↓

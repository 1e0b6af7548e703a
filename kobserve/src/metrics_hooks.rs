//! Counters and latency histograms for backend operations and tool executions.
//!
//! ```rust
//! use kobserve::MetricsObservabilityHooks;
//! use kprovider::ProviderOperationHooks;
//!
//! fn accepts_provider_hooks(_hooks: &dyn ProviderOperationHooks) {}
//!
//! let hooks = MetricsObservabilityHooks;
//! accepts_provider_hooks(&hooks);
//! ```

use std::time::Duration;

use kprovider::{ProviderError, ProviderOperationHooks, ToolCall};
use ktooling::{ToolError, ToolExecutionResult, ToolRuntimeHooks};

#[derive(Debug, Clone, Copy, Default)]
pub struct MetricsObservabilityHooks;

impl ProviderOperationHooks for MetricsObservabilityHooks {
    fn on_operation_start(&self, provider: &str, operation: &str) {
        metrics::counter!(
            "kiln_provider_operation_start_total",
            "provider" => provider.to_string(),
            "operation" => operation.to_string()
        )
        .increment(1);
    }

    fn on_success(&self, provider: &str, operation: &str, elapsed: Duration) {
        metrics::counter!(
            "kiln_provider_success_total",
            "provider" => provider.to_string(),
            "operation" => operation.to_string()
        )
        .increment(1);
        metrics::histogram!(
            "kiln_provider_duration_seconds",
            "provider" => provider.to_string(),
            "operation" => operation.to_string(),
            "status" => "success"
        )
        .record(elapsed.as_secs_f64());
    }

    fn on_failure(
        &self,
        provider: &str,
        operation: &str,
        elapsed: Duration,
        error: &ProviderError,
    ) {
        metrics::counter!(
            "kiln_provider_failure_total",
            "provider" => provider.to_string(),
            "operation" => operation.to_string(),
            "error_kind" => format!("{:?}", error.kind)
        )
        .increment(1);
        metrics::histogram!(
            "kiln_provider_duration_seconds",
            "provider" => provider.to_string(),
            "operation" => operation.to_string(),
            "status" => "failure"
        )
        .record(elapsed.as_secs_f64());
    }
}

impl ToolRuntimeHooks for MetricsObservabilityHooks {
    fn on_execution_start(&self, tool_call: &ToolCall) {
        metrics::counter!(
            "kiln_tool_execution_start_total",
            "tool_name" => tool_call.name.clone()
        )
        .increment(1);
    }

    fn on_execution_success(
        &self,
        tool_call: &ToolCall,
        _result: &ToolExecutionResult,
        elapsed: Duration,
    ) {
        metrics::counter!(
            "kiln_tool_execution_success_total",
            "tool_name" => tool_call.name.clone()
        )
        .increment(1);
        metrics::histogram!(
            "kiln_tool_execution_duration_seconds",
            "tool_name" => tool_call.name.clone(),
            "status" => "success"
        )
        .record(elapsed.as_secs_f64());
    }

    fn on_execution_failure(&self, tool_call: &ToolCall, error: &ToolError, elapsed: Duration) {
        metrics::counter!(
            "kiln_tool_execution_failure_total",
            "tool_name" => tool_call.name.clone(),
            "error_kind" => format!("{:?}", error.kind)
        )
        .increment(1);
        metrics::histogram!(
            "kiln_tool_execution_duration_seconds",
            "tool_name" => tool_call.name.clone(),
            "status" => "failure"
        )
        .record(elapsed.as_secs_f64());
    }
}
//! Tool execution errors and classifications.

use std::error::Error;
use std::fmt::{Display, Formatter};

#[derive(Debug, Clone, Copy, PartialEq, Eq)]
pub enum ToolErrorKind {
    NotFound,
    InvalidArguments,
    Execution,
    Other,
}

#[derive(Debug, Clone, PartialEq, Eq)]
pub struct ToolError {
    pub kind: ToolErrorKind,
    pub message: String,
    pub tool_name: Option<String>,
}

impl ToolError {
    pub fn new(kind: ToolErrorKind, message: impl Into<String>) -> Self {
        Self {
            kind,
            message: message.into(),
            tool_name: None,
        }
    }

    pub fn not_found(message: impl Into<String>) -> Self {
        Self::new(ToolErrorKind::NotFound, message)
    }

    pub fn invalid_arguments(message: impl Into<String>) -> Self {
        Self::new(ToolErrorKind::InvalidArguments, message)
    }

    pub fn execution(message: impl Into<String>) -> Self {
        Self::new(ToolErrorKind::Execution, message)
    }

    pub fn other(message: impl Into<String>) -> Self {
        Self::new(ToolErrorKind::Other, message)
    }

    pub fn with_tool_name(mut self, tool_name: impl Into<String>) -> Self {
        self.tool_name = Some(tool_name.into());
        self
    }

    pub fn is_user_error(&self) -> bool {
        matches!(
            self.kind,
            ToolErrorKind::InvalidArguments | ToolErrorKind::NotFound
        )
    }
}

impl Display for ToolError {
    fn fmt(&self, f: &mut Formatter<'_>) -> std::fmt::Result {
        match &self.tool_name {
            Some(tool_name) => {
                write!(f, "{:?} [tool={}]: {}", self.kind, tool_name, self.message)
            }
            None => write!(f, "{:?}: {}", self.kind, self.message),
        }
    }
}

impl Error for ToolError {}
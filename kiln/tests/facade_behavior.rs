use std::sync::Arc;
use std::time::Duration;

use kiln::prelude::*;
use kiln::{BoxedEventStream, ChatRequest, ChatResponse, ProviderFuture, builtin_tool_runtime};

// Every call fails like a refused connection.
struct OfflineProvider;

impl ModelProvider for OfflineProvider {
    fn name(&self) -> &'static str {
        "offline"
    }

    fn list_models<'a>(&'a self) -> ProviderFuture<'a, Result<Vec<ModelDescriptor>, ProviderError>> {
        Box::pin(async { Err(ProviderError::transport("connection refused")) })
    }

    fn complete<'a>(
        &'a self,
        _request: ChatRequest,
    ) -> ProviderFuture<'a, Result<ChatResponse, ProviderError>> {
        Box::pin(async { Err(ProviderError::transport("connection refused")) })
    }

    fn stream<'a>(
        &'a self,
        _request: ChatRequest,
    ) -> ProviderFuture<'a, Result<BoxedEventStream<'a>, ProviderError>> {
        Box::pin(async { Err(ProviderError::transport("connection refused")) })
    }
}

fn offline_controller(config: KilnConfig) -> ConversationController {
    build_controller_with(
        config.with_stream_chunk_delay(Duration::ZERO),
        Arc::new(OfflineProvider),
    )
}

#[test]
fn config_defaults_match_local_ollama() {
    let config = KilnConfig::default();

    assert_eq!(config.base_url, "http://localhost:11434");
    assert_eq!(config.temperature, 0.7);
    assert_eq!(config.stream_chunk_delay, Duration::from_millis(50));
    assert!(config.streaming_enabled);

    let tuned = config
        .with_temperature(0.2)
        .with_streaming_enabled(false)
        .with_base_url("http://10.0.0.5:11434");
    assert_eq!(tuned.temperature, 0.2);
    assert!(!tuned.streaming_enabled);
    assert_eq!(tuned.base_url, "http://10.0.0.5:11434");
}

#[test]
fn build_controller_wires_builtin_tools_without_network() {
    let controller = build_controller(KilnConfig::default().with_streaming_enabled(false))
        .expect("http client builds");

    let names = controller
        .tool_manifest()
        .into_iter()
        .map(|definition| definition.name)
        .collect::<Vec<_>>();
    assert_eq!(
        names,
        vec![
            "read_file",
            "read_directory",
            "search_files",
            "get_current_time",
            "get_current_date",
            "get_agent_info",
        ]
    );

    let snapshot = controller.snapshot();
    assert_eq!(snapshot.mode, ConnectionMode::Unprobed);
    assert!(!snapshot.streaming_enabled);
    assert!(!snapshot.busy);
}

#[tokio::test]
async fn offline_controller_answers_agent_questions_through_tools() {
    let controller = offline_controller(KilnConfig::default());

    assert_eq!(controller.refresh_models().await, ConnectionMode::Simulated);
    controller.select_model("llama3.1:8b").expect("fixture model");
    controller.set_input("who are you?");

    assert_eq!(controller.send_message().await, TurnOutcome::Completed);

    let messages = controller.messages();
    assert_eq!(messages.len(), 2);
    assert_eq!(messages[1].role, Role::Assistant);
    assert!(messages[1].content.contains("\"name\": \"Ollama Agent\""));
    assert!(messages[1].content.contains("\"search_files\""));
}

#[tokio::test]
async fn offline_controller_reads_the_demo_filesystem() {
    let controller = offline_controller(KilnConfig::default().with_streaming_enabled(false));
    controller.refresh_models().await;
    controller.select_model("mistral:7b").expect("fixture model");

    controller.set_input("list the src/ folder");
    controller.send_message().await;

    let reply = controller.messages().pop().expect("assistant reply");
    assert_eq!(reply.content, "FILE: main.ts\nDIR: utils/");
}

#[tokio::test]
async fn builtin_tool_runtime_reports_unknown_tools_as_results() {
    let runtime = builtin_tool_runtime();

    let result = runtime
        .execute(ToolCall::new("delete_everything", Default::default()))
        .await;

    assert_eq!(
        result.error.as_deref(),
        Some("Unknown tool: delete_everything")
    );
}

#[test]
fn init_tracing_is_idempotent() {
    init_tracing();
    assert!(!init_tracing());
}
//! Tool runtime context and execution result types.

use kprovider::ToolCall;

/// Per-call context handed to every tool invocation.
#[derive(Debug, Clone, PartialEq, Eq, Default)]
pub struct ToolExecutionContext {
    /// Names of every tool registered with the runtime, in manifest order.
    pub registered_tools: Vec<String>,
}

impl ToolExecutionContext {
    pub fn new<I, S>(registered_tools: I) -> Self
    where
        I: IntoIterator<Item = S>,
        S: Into<String>,
    {
        Self {
            registered_tools: registered_tools.into_iter().map(Into::into).collect(),
        }
    }
}

/// Outcome of one tool call. Exactly one of `result` and `error` is meaningful:
/// when `error` is set, `result` is empty.
#[derive(Debug, Clone, PartialEq, Eq)]
pub struct ToolExecutionResult {
    pub tool_name: String,
    pub result: String,
    pub error: Option<String>,
}

impl ToolExecutionResult {
    pub fn success(tool_name: impl Into<String>, result: impl Into<String>) -> Self {
        Self {
            tool_name: tool_name.into(),
            result: result.into(),
            error: None,
        }
    }

    pub fn failure(tool_name: impl Into<String>, error: impl Into<String>) -> Self {
        Self {
            tool_name: tool_name.into(),
            result: String::new(),
            error: Some(error.into()),
        }
    }

    pub fn from_call(call: &ToolCall, result: impl Into<String>) -> Self {
        Self::success(call.name.clone(), result)
    }

    pub fn is_error(&self) -> bool {
        self.error.is_some()
    }

    /// Transcript entry appended for a tool call requested by a live backend.
    pub fn transcript_block(&self) -> String {
        match &self.error {
            Some(error) => format!("Tool `{}` failed: {error}", self.tool_name),
            None => format!(
                "Tool `{}` result:\n```\n{}\n```",
                self.tool_name, self.result
            ),
        }
    }

    /// Reply text composed for a tool short-circuited in simulated mode.
    pub fn simulated_text(&self) -> String {
        match &self.error {
            Some(error) => format!("Error: {error}"),
            None => self.result.clone(),
        }
    }
}
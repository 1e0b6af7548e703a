//! Controller wiring for facade consumers.

use std::sync::Arc;
use std::time::Duration;

use crate::{
    ConversationController, DefaultToolRuntime, MockFileSystem, ModelProvider, ProviderError,
    ResponseSimulator, SafeProviderHooks, SafeToolHooks, SystemClock, TracingObservabilityHooks,
    builtin_registry,
};

pub const DEFAULT_BASE_URL: &str = "http://localhost:11434";

#[derive(Debug, Clone, PartialEq)]
pub struct KilnConfig {
    pub base_url: String,
    pub temperature: f32,
    /// Pause before each simulated chunk.
    pub stream_chunk_delay: Duration,
    pub streaming_enabled: bool,
}

impl Default for KilnConfig {
    fn default() -> Self {
        Self {
            base_url: DEFAULT_BASE_URL.to_string(),
            temperature: kchat::DEFAULT_TEMPERATURE,
            stream_chunk_delay: kprovider::DEFAULT_CHUNK_DELAY,
            streaming_enabled: true,
        }
    }
}

impl KilnConfig {
    pub fn with_base_url(mut self, base_url: impl Into<String>) -> Self {
        self.base_url = base_url.into();
        self
    }

    pub fn with_temperature(mut self, temperature: f32) -> Self {
        self.temperature = temperature;
        self
    }

    pub fn with_stream_chunk_delay(mut self, delay: Duration) -> Self {
        self.stream_chunk_delay = delay;
        self
    }

    pub fn with_streaming_enabled(mut self, enabled: bool) -> Self {
        self.streaming_enabled = enabled;
        self
    }
}

/// The six built-in tools over the demo filesystem, reporting through tracing.
pub fn builtin_tool_runtime() -> DefaultToolRuntime {
    let registry = builtin_registry(Arc::new(MockFileSystem::default()), Arc::new(SystemClock));
    DefaultToolRuntime::new(Arc::new(registry))
        .with_hooks(Arc::new(SafeToolHooks::new(TracingObservabilityHooks)))
}

/// Controller talking to an Ollama server at `config.base_url`.
#[cfg(feature = "provider-ollama")]
pub fn build_controller(config: KilnConfig) -> Result<ConversationController, ProviderError> {
    let http = reqwest::Client::builder()
        .build()
        .map_err(|err| ProviderError::transport(err.to_string()))?;
    let provider = kprovider::adapters::ollama::OllamaProvider::http(http, config.base_url.clone());

    Ok(build_controller_with(config, Arc::new(provider)))
}

#[cfg(not(feature = "provider-ollama"))]
pub fn build_controller(_config: KilnConfig) -> Result<ConversationController, ProviderError> {
    Err(ProviderError::invalid_request(
        "provider-ollama feature is not enabled on kiln",
    ))
}

/// Controller over any backend, with the default tools and tracing hooks.
pub fn build_controller_with(
    config: KilnConfig,
    provider: Arc<dyn ModelProvider>,
) -> ConversationController {
    tracing::debug!(
        base_url = %config.base_url,
        temperature = config.temperature,
        streaming = config.streaming_enabled,
        "building conversation controller"
    );

    ConversationController::builder(provider)
        .tool_runtime(Arc::new(builtin_tool_runtime()))
        .simulator(ResponseSimulator::default().with_chunk_delay(config.stream_chunk_delay))
        .provider_hooks(Arc::new(SafeProviderHooks::new(TracingObservabilityHooks)))
        .temperature(config.temperature)
        .streaming_enabled(config.streaming_enabled)
        .build()
}
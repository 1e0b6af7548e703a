//! Unified facade over the kiln workspace crates.
//!
//! Most applications only need this crate: it re-exports the backend, tooling,
//! chat and observability layers and wires them into a ready-to-use
//! [`ConversationController`].
//!
//! ```rust
//! use std::time::Duration;
//!
//! use kiln::KilnConfig;
//!
//! let config = KilnConfig::default()
//!     .with_base_url("http://gpu-box:11434")
//!     .with_stream_chunk_delay(Duration::ZERO);
//! assert_eq!(config.temperature, 0.7);
//! assert!(config.streaming_enabled);
//! ```

mod logging;

pub mod prelude;
pub mod runtime;

pub use kchat;
pub use kcommon;
pub use kobserve;
pub use kprovider;
pub use ktooling;

pub use kchat::{
    ChatError, ChatErrorKind, ChatMessage, ConnectionMode, ControllerPhase,
    ConversationController, ConversationControllerBuilder, ConversationSnapshot, ImageAttachment,
    Notification, NotificationLevel, NotificationSink, Transcript, TracingNotificationSink,
    TurnOutcome, detect_tool_intent,
};
pub use kcommon::{BoxFuture, GenerationOptions, Registry};
pub use kobserve::{
    MetricsObservabilityHooks, SafeProviderHooks, SafeToolHooks, TracingObservabilityHooks,
};
pub use kprovider::{
    BoxedEventStream, CapabilityDetector, CapabilitySet, ChatRequest, ChatRequestBuilder,
    ChatResponse, FixedRandom, Message, ModelDescriptor, ModelDetails, ModelEventStream,
    ModelProvider, NoopOperationHooks, ParameterSchema, ParameterSpec, ParameterType,
    ProviderError, ProviderErrorKind, ProviderFuture, ProviderOperationHooks, RandomSource,
    ResponseSimulator, Role, StreamEvent, SystemRandom, ToolCall, ToolDefinition, VecEventStream,
    fixture_models,
};
pub use ktooling::{
    Clock, DefaultToolRuntime, FixedClock, FsNode, FunctionTool, MockFileSystem,
    NoopToolRuntimeHooks, SystemClock, Tool, ToolError, ToolErrorKind, ToolExecutionContext,
    ToolExecutionResult, ToolFuture, ToolRegistry, ToolRuntime, ToolRuntimeHooks,
    builtin_registry, parse_json_object, required_string,
};

pub use logging::init_tracing;
pub use runtime::{KilnConfig, build_controller, build_controller_with, builtin_tool_runtime};
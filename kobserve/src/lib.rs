//! Tracing and metrics implementations of the backend and tool hook traits.
//!
//! ```rust
//! use kobserve::{MetricsObservabilityHooks, SafeProviderHooks, TracingObservabilityHooks};
//!
//! let _provider_hooks = SafeProviderHooks::new(TracingObservabilityHooks);
//! let _metrics = MetricsObservabilityHooks;
//! ```

mod metrics_hooks;
mod safe_hooks;
mod tracing_hooks;

pub use metrics_hooks::MetricsObservabilityHooks;
pub use safe_hooks::{SafeProviderHooks, SafeToolHooks};
pub use tracing_hooks::TracingObservabilityHooks;

pub mod prelude {
    pub use crate::{
        MetricsObservabilityHooks, SafeProviderHooks, SafeToolHooks, TracingObservabilityHooks,
    };
}
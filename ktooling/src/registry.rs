//! Ordered tool registry. Iteration order is registration order, so the
//! manifest sent to a backend is stable across turns.

use std::future::Future;
use std::sync::Arc;

use kcommon::Registry;
use kprovider::ToolDefinition;
use serde_json::Value;

use crate::{FunctionTool, Tool, ToolError, ToolExecutionContext};

#[derive(Default)]
pub struct ToolRegistry {
    tools: Registry<String, Arc<dyn Tool>>,
}

impl ToolRegistry {
    pub fn new() -> Self {
        Self::default()
    }

    pub fn register<T>(&mut self, tool: T)
    where
        T: Tool + 'static,
    {
        let name = tool.definition().name;
        self.tools.insert(name, Arc::new(tool));
    }

    pub fn register_fn<F, Fut>(&mut self, definition: ToolDefinition, handler: F)
    where
        F: Fn(Value, ToolExecutionContext) -> Fut + Send + Sync + 'static,
        Fut: Future<Output = Result<String, ToolError>> + Send + 'static,
    {
        self.register(FunctionTool::new(definition, handler));
    }

    pub fn register_sync_fn<F>(&mut self, definition: ToolDefinition, handler: F)
    where
        F: Fn(Value, ToolExecutionContext) -> Result<String, ToolError> + Send + Sync + 'static,
    {
        self.register_fn(definition, move |arguments, context| {
            let output = handler(arguments, context);
            async move { output }
        });
    }

    pub fn get(&self, name: &str) -> Option<Arc<dyn Tool>> {
        self.tools.get(name).cloned()
    }

    pub fn contains(&self, name: &str) -> bool {
        self.tools.contains_key(name)
    }

    pub fn remove(&mut self, name: &str) -> Option<Arc<dyn Tool>> {
        self.tools.remove(name)
    }

    /// Tool descriptors in registration order.
    pub fn definitions(&self) -> Vec<ToolDefinition> {
        self.tools.values().map(|tool| tool.definition()).collect()
    }

    pub fn names(&self) -> Vec<String> {
        self.tools.keys().cloned().collect()
    }

    pub fn len(&self) -> usize {
        self.tools.len()
    }

    pub fn is_empty(&self) -> bool {
        self.tools.is_empty()
    }
}
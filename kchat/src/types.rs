//! Transcript message, attachment, mode, and snapshot types.

use base64::Engine;
use base64::engine::general_purpose::STANDARD;
use chrono::{DateTime, Utc};
use kprovider::{CapabilitySet, Message, ModelDescriptor, Role};

use crate::ChatError;

/// Image attached to a user message, held as a `data:` URL.
///
/// ```rust
/// use kchat::ImageAttachment;
///
/// let image = ImageAttachment::from_bytes("image/png", b"hi");
/// assert_eq!(image.data_url(), "data:image/png;base64,aGk=");
/// assert_eq!(image.payload(), "aGk=");
/// ```
#[derive(Debug, Clone, PartialEq, Eq)]
pub struct ImageAttachment {
    data_url: String,
}

impl ImageAttachment {
    pub fn new(data_url: impl Into<String>) -> Self {
        Self {
            data_url: data_url.into(),
        }
    }

    pub fn from_bytes(mime_type: &str, bytes: &[u8]) -> Self {
        Self::new(format!("data:{mime_type};base64,{}", STANDARD.encode(bytes)))
    }

    pub fn data_url(&self) -> &str {
        &self.data_url
    }

    /// Transport form: everything after the first comma, or the whole value.
    pub fn payload(&self) -> &str {
        self.data_url
            .split_once(',')
            .map(|(_, payload)| payload)
            .unwrap_or(&self.data_url)
    }

    /// Decodes the payload, failing when it is not valid base64.
    pub fn decode(&self) -> Result<Vec<u8>, ChatError> {
        STANDARD
            .decode(self.payload())
            .map_err(|err| ChatError::invalid_request(format!("image is not valid base64: {err}")))
    }
}

#[derive(Debug, Clone, PartialEq, Eq)]
pub struct ChatMessage {
    pub role: Role,
    pub content: String,
    pub image: Option<ImageAttachment>,
    pub timestamp: DateTime<Utc>,
}

impl ChatMessage {
    pub fn user(content: impl Into<String>, image: Option<ImageAttachment>) -> Self {
        Self {
            role: Role::User,
            content: content.into(),
            image,
            timestamp: Utc::now(),
        }
    }

    pub fn assistant(content: impl Into<String>) -> Self {
        Self {
            role: Role::Assistant,
            content: content.into(),
            image: None,
            timestamp: Utc::now(),
        }
    }

    pub fn to_wire(&self) -> Message {
        let message = Message::new(self.role, self.content.clone());
        match &self.image {
            Some(image) => message.with_image(image.payload()),
            None => message,
        }
    }
}

#[derive(Debug, Clone, Copy, PartialEq, Eq, Default)]
pub enum ConnectionMode {
    /// No probe has completed yet.
    #[default]
    Unprobed,
    Connected,
    Simulated,
}

#[derive(Debug, Clone, Copy, PartialEq, Eq, Default)]
pub enum ControllerPhase {
    #[default]
    Idle,
    AwaitingConnectionProbe,
    Sending,
    Streaming,
    WholeReceive,
    ToolDispatch,
}

#[derive(Debug, Clone, PartialEq)]
pub enum TurnOutcome {
    /// A precondition was not met; nothing changed.
    Skipped,
    Completed,
    /// Transport failure. The transcript keeps whatever was appended.
    Failed(ChatError),
}

impl TurnOutcome {
    pub fn is_completed(&self) -> bool {
        matches!(self, Self::Completed)
    }
}

/// Read-only copy of controller state for rendering.
#[derive(Debug, Clone, PartialEq)]
pub struct ConversationSnapshot {
    pub messages: Vec<ChatMessage>,
    pub models: Vec<ModelDescriptor>,
    pub selected_model: Option<String>,
    pub capabilities: CapabilitySet,
    pub mode: ConnectionMode,
    pub phase: ControllerPhase,
    pub input: String,
    pub image: Option<ImageAttachment>,
    pub streaming_enabled: bool,
    pub tools_enabled: bool,
    pub busy: bool,
    /// True while the last message is still receiving streamed text.
    pub streaming_in_progress: bool,
}
//! Capability layer for registering and executing tools.
//!
//! ```rust
//! use std::sync::Arc;
//!
//! use ktooling::{DefaultToolRuntime, MockFileSystem, SystemClock, ToolRuntime, builtin_registry};
//!
//! let registry = builtin_registry(Arc::new(MockFileSystem::default()), Arc::new(SystemClock));
//! let runtime = DefaultToolRuntime::new(Arc::new(registry));
//! assert_eq!(runtime.definitions().len(), 6);
//! ```

mod args;
mod builtin;
mod error;
mod fixture;
mod hooks;
mod registry;
mod runtime;
mod tool;
mod types;

pub mod prelude {
    pub use crate::{
        Clock, DefaultToolRuntime, MockFileSystem, Tool, ToolError, ToolErrorKind,
        ToolExecutionContext, ToolExecutionResult, ToolFuture, ToolRegistry, ToolRuntime,
        ToolRuntimeHooks,
    };
}

pub use args::{optional_string, parse_json_object, required_string};
pub use builtin::{
    AGENT_NAME, AGENT_VERSION, Clock, FixedClock, GET_AGENT_INFO, GET_CURRENT_DATE,
    GET_CURRENT_TIME, READ_DIRECTORY, READ_FILE, SEARCH_FILES, SystemClock, agent_info,
    builtin_definitions, builtin_registry, format_date, format_time, register_builtin_tools,
};
pub use error::{ToolError, ToolErrorKind};
pub use fixture::{FsNode, MockFileSystem};
pub use hooks::{NoopToolRuntimeHooks, ToolRuntimeHooks};
pub use registry::ToolRegistry;
pub use runtime::{DefaultToolRuntime, ToolRuntime};
pub use tool::{FunctionTool, Tool, ToolFuture};
pub use types::{ToolExecutionContext, ToolExecutionResult};
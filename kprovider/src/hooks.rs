//! Operational hook contracts around backend calls.
//!
//! The client never retries and imposes no timeout of its own; hooks only
//! observe each operation once.

use std::future::Future;
use std::time::{Duration, Instant};

use crate::ProviderError;

pub trait ProviderOperationHooks: Send + Sync {
    fn on_operation_start(&self, _provider: &str, _operation: &str) {}

    fn on_success(&self, _provider: &str, _operation: &str, _elapsed: Duration) {}

    fn on_failure(
        &self,
        _provider: &str,
        _operation: &str,
        _elapsed: Duration,
        _error: &ProviderError,
    ) {
    }
}

#[derive(Debug, Default, Clone, Copy)]
pub struct NoopOperationHooks;

impl ProviderOperationHooks for NoopOperationHooks {}

/// Runs one backend operation, reporting start and outcome to `hooks`.
pub async fn observe_operation<T, Fut>(
    provider: &str,
    operation: &str,
    hooks: &dyn ProviderOperationHooks,
    execute: Fut,
) -> Result<T, ProviderError>
where
    Fut: Future<Output = Result<T, ProviderError>>,
{
    hooks.on_operation_start(provider, operation);
    let started = Instant::now();

    match execute.await {
        Ok(value) => {
            hooks.on_success(provider, operation, started.elapsed());
            Ok(value)
        }
        Err(error) => {
            hooks.on_failure(provider, operation, started.elapsed(), &error);
            Err(error)
        }
    }
}

#[cfg(test)]
mod tests {
    use std::sync::Mutex;

    use super::*;
    use crate::ProviderErrorKind;

    #[derive(Default)]
    struct RecordingHooks {
        events: Mutex<Vec<String>>,
    }

    impl ProviderOperationHooks for RecordingHooks {
        fn on_operation_start(&self, provider: &str, operation: &str) {
            self.events
                .lock()
                .expect("events lock")
                .push(format!("start:{provider}:{operation}"));
        }

        fn on_success(&self, provider: &str, operation: &str, _elapsed: Duration) {
            self.events
                .lock()
                .expect("events lock")
                .push(format!("success:{provider}:{operation}"));
        }

        fn on_failure(
            &self,
            provider: &str,
            operation: &str,
            _elapsed: Duration,
            error: &ProviderError,
        ) {
            self.events
                .lock()
                .expect("events lock")
                .push(format!("failure:{provider}:{operation}:{:?}", error.kind));
        }
    }

    #[tokio::test]
    async fn observe_operation_reports_success() {
        let hooks = RecordingHooks::default();

        let value = observe_operation("ollama", "list_models", &hooks, async { Ok(3_u32) })
            .await
            .expect("operation should succeed");

        assert_eq!(value, 3);
        let events = hooks.events.lock().expect("events lock").clone();
        assert_eq!(
            events,
            vec!["start:ollama:list_models", "success:ollama:list_models"]
        );
    }

    #[tokio::test]
    async fn observe_operation_reports_failure_and_passes_error_through() {
        let hooks = RecordingHooks::default();

        let error = observe_operation::<(), _>("ollama", "chat", &hooks, async {
            Err(ProviderError::transport("connection refused"))
        })
        .await
        .expect_err("operation should fail");

        assert_eq!(error.kind, ProviderErrorKind::Transport);
        let events = hooks.events.lock().expect("events lock").clone();
        assert!(events.contains(&"failure:ollama:chat:Transport".to_string()));
    }
}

↑

**WORK ITEM**: Every line above with the string "Display" in it should be copied into the answer.

**ANSWER TO THE PROBLEM**:
use std::fmt::{Display, Formatter};
impl Display for ToolError {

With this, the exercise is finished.